=== Provided information ===
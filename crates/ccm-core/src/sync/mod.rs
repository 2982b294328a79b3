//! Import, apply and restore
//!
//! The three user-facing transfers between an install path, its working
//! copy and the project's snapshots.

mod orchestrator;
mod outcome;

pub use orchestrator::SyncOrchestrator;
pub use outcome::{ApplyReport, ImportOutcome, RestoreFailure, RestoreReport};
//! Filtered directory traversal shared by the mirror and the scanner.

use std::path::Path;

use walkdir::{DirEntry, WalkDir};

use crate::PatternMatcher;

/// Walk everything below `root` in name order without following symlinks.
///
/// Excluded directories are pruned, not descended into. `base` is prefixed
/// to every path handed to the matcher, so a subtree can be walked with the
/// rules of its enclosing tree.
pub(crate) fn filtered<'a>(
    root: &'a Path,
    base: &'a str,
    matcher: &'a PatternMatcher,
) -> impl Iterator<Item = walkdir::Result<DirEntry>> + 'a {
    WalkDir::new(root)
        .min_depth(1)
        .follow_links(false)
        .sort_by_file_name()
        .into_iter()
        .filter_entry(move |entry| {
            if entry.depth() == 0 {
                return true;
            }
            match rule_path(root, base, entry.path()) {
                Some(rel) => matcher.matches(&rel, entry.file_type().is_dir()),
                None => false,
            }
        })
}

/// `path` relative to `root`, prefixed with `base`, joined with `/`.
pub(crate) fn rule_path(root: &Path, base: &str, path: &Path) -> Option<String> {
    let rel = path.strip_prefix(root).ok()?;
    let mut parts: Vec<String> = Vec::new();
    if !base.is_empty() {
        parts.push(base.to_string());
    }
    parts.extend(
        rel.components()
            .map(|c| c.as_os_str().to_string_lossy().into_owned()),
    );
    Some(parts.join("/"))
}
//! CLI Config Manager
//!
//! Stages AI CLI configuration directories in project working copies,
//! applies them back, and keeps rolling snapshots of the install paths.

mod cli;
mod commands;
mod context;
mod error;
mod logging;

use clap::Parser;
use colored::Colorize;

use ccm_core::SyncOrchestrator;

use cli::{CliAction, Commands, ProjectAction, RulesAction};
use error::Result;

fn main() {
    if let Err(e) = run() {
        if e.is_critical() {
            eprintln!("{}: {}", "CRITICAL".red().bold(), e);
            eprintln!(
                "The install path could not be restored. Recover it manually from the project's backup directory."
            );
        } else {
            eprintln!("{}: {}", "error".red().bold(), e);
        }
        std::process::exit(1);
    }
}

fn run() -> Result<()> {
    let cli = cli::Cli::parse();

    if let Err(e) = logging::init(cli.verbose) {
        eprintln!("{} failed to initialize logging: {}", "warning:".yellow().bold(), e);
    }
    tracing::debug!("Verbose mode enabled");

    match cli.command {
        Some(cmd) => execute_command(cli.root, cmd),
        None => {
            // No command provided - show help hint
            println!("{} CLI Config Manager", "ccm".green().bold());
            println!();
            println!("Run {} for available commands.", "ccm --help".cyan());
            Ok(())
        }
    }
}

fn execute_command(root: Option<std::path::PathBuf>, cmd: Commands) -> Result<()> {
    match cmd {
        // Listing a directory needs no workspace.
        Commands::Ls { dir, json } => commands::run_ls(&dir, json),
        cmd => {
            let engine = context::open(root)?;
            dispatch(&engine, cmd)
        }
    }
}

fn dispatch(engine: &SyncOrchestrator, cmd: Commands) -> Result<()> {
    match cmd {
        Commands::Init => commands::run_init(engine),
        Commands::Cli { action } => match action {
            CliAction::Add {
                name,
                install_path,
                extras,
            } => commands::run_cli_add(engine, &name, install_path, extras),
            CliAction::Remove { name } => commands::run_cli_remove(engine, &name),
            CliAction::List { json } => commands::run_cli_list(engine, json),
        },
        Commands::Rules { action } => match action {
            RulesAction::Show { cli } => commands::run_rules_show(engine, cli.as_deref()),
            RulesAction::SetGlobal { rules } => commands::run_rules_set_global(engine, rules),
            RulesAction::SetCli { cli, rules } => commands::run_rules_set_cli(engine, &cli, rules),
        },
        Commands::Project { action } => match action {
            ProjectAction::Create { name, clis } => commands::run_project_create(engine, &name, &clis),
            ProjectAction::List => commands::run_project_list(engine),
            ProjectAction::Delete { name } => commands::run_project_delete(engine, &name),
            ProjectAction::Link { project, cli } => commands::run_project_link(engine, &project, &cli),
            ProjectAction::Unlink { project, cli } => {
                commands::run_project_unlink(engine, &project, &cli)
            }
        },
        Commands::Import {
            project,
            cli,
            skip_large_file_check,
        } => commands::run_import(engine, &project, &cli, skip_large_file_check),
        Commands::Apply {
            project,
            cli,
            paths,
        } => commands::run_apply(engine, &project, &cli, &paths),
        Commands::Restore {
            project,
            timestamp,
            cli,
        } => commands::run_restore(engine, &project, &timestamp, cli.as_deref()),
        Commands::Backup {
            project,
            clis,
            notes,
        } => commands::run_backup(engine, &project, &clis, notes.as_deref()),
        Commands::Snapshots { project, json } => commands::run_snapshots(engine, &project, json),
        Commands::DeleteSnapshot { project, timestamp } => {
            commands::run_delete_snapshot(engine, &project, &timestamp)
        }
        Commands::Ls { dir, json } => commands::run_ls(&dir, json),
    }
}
===
#### [Exercise requirements]
Write the opening line of the data above and every line after it, exactly, stopping once you have written the line with "pub use orchestrator::SyncOrchestrator;".

#### [Solution to the problem]
filename crates/ccm-core/src/sync/mod.rs
repository 2982b294328a79b3
//! Import, apply and restore
//!
//! The three user-facing transfers between an install path, its working
//! copy and the project's snapshots.

mod orchestrator;
mod outcome;

pub use orchestrator::SyncOrchestrator;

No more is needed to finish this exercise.